TASK BRIEF
Count how many lines in the following data hold the word "register". Your answer is the number and nothing else.

----------------

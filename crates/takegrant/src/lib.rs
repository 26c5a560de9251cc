//! # Takegrant
//!
//! A Take-Grant discretionary access control system: principals, shared
//! objects, a rights graph, and an audit trail of every decision.
//!
//! ## Overview
//!
//! - **Identity**: register and log in principals; the first one is an admin
//! - **Objects**: create, read, write and delete, guarded by rights
//! - **Rights**: grant, take and check over the rights graph
//! - **Audit**: one record per command, attributed to the claimed actor
//! - **Trojan**: routines that act under a victim's identity, to show that
//!   an audit trail of claimed identities cannot detect a confused deputy
//!
//! ## Usage
//!
//! ```rust,no_run
//! use takegrant::{RightKind, System, SystemConfig};
//!
//! async fn example() -> takegrant::Result<()> {
//!     let system = System::open(SystemConfig::with_path("take_grant.db"))?;
//!
//!     system.register("user1", "pass1").await?;
//!     let user2 = system.register("user2", "pass2").await?.value;
//!     let session = system.login("user1", "pass1").await?.value;
//!
//!     let file = system
//!         .create_object(Some(&session), "file1", "secret")
//!         .await?
//!         .value;
//!     let decision = system
//!         .grant(Some(&session), user2.id, file.id, RightKind::Read)
//!         .await?;
//!     if let Some(warning) = decision.audit_warning {
//!         eprintln!("grant applied but not audited: {}", warning);
//!     }
//!     Ok(())
//! }
//! ```
//!
//! ## Re-exports
//!
//! - `takegrant::core` - Data model (Right, RightsGraph, audit values)
//! - `takegrant::store` - Storage abstraction and SQLite
//! - `takegrant::perms` - Authorization engine

pub mod config;
pub mod error;
pub mod identity;
pub mod system;
pub mod trojan;

// Re-export component crates
pub use takegrant_core as core;
pub use takegrant_perms as perms;
pub use takegrant_store as store;

// Re-export main types for convenience
pub use config::SystemConfig;
pub use error::{Result, SystemError};
pub use system::{Access, Audited, Session, System};
pub use trojan::{trojan_grant, trojan_take};

pub use takegrant_core::{
    Actor, AuditAction, AuditRecord, Object, ObjectId, Outcome, Principal, PrincipalId, Right,
    RightKind,
};
pub use takegrant_perms::{Decision, Denial};
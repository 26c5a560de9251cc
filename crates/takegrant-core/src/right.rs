//! Rights: the (subject, object, kind) edges of the authorization graph.
//!
//! An edge has no identity beyond its triple. Two `Right` values with the
//! same subject, object and kind are the same edge.

use std::fmt;
use std::str::FromStr;

use serde::{Deserialize, Serialize};

use crate::error::CoreError;
use crate::types::{ObjectId, PrincipalId};

/// Kind of capability a principal can hold on an object.
#[derive(Debug, Clone, Copy, PartialEq, Eq, PartialOrd, Ord, Hash, Serialize, Deserialize)]
#[serde(rename_all = "lowercase")]
pub enum RightKind {
    /// Observe the object's content.
    Read,
    /// Replace the object's content or delete the object.
    Write,
    /// Copy any right another principal holds on the object.
    Take,
}

impl RightKind {
    /// Every right kind, in canonical order.
    pub const ALL: [RightKind; 3] = [RightKind::Read, RightKind::Write, RightKind::Take];

    /// Rights the owning principal receives when an object is created.
    pub const OWNER_SEED: [RightKind; 3] = Self::ALL;

    /// Stable lowercase name, as persisted.
    pub const fn as_str(&self) -> &'static str {
        match self {
            RightKind::Read => "read",
            RightKind::Write => "write",
            RightKind::Take => "take",
        }
    }
}

impl fmt::Display for RightKind {
    fn fmt(&self, f: &mut fmt::Formatter<'_>) -> fmt::Result {
        f.write_str(self.as_str())
    }
}

impl FromStr for RightKind {
    type Err = CoreError;

    fn from_str(s: &str) -> Result<Self, Self::Err> {
        match s.trim().to_ascii_lowercase().as_str() {
            "read" => Ok(RightKind::Read),
            "write" => Ok(RightKind::Write),
            "take" => Ok(RightKind::Take),
            other => Err(CoreError::UnknownRightKind(other.to_string())),
        }
    }
}

/// A single edge of the rights graph.
#[derive(Debug, Clone, Copy, PartialEq, Eq, PartialOrd, Ord, Hash, Serialize, Deserialize)]
pub struct Right {
    pub subject: PrincipalId,
    pub object: ObjectId,
    pub kind: RightKind,
}

impl Right {
    /// Create an edge.
    pub const fn new(subject: PrincipalId, object: ObjectId, kind: RightKind) -> Self {
        Self {
            subject,
            object,
            kind,
        }
    }

    /// The edges an owner receives on a freshly created object.
    pub fn owner_seed(owner: PrincipalId, object: ObjectId) -> [Right; 3] {
        RightKind::OWNER_SEED.map(|kind| Right::new(owner, object, kind))
    }

    /// The same right on the same object, held by another subject.
    ///
    /// This is what `grant` and `take` produce: rights are copied, never moved.
    pub const fn copied_to(&self, subject: PrincipalId) -> Self {
        Self::new(subject, self.object, self.kind)
    }
}

impl fmt::Display for Right {
    fn fmt(&self, f: &mut fmt::Formatter<'_>) -> fmt::Result {
        write!(f, "({}, {}, {})", self.subject, self.object, self.kind)
    }
}

#[cfg(test)]
mod tests {
    use super::*;

    #[test]
    fn test_parse_kinds() {
        assert_eq!("read".parse::<RightKind>().unwrap(), RightKind::Read);
        assert_eq!(" Write ".parse::<RightKind>().unwrap(), RightKind::Write);
        assert_eq!("take".parse::<RightKind>().unwrap(), RightKind::Take);
        assert_eq!(
            "execute".parse::<RightKind>(),
            Err(CoreError::UnknownRightKind("execute".into()))
        );
    }

    #[test]
    fn test_owner_seed_is_all_three() {
        let seed = Right::owner_seed(PrincipalId(1), ObjectId(9));
        assert_eq!(seed.len(), 3);
        assert!(seed.iter().all(|r| r.subject == PrincipalId(1) && r.object == ObjectId(9)));
        let kinds: Vec<_> = seed.iter().map(|r| r.kind).collect();
        assert_eq!(kinds, RightKind::ALL.to_vec());
    }

    #[test]
    fn test_copied_to_keeps_object_and_kind() {
        let r = Right::new(PrincipalId(1), ObjectId(2), RightKind::Write);
        let c = r.copied_to(PrincipalId(5));
        assert_eq!(c, Right::new(PrincipalId(5), ObjectId(2), RightKind::Write));
    }

    #[test]
    fn test_kind_serde_lowercase() {
        let json = serde_json::to_string(&RightKind::Take).unwrap();
        assert_eq!(json, "\"take\"");
    }
}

----------------

THE COMPLETED TASK
3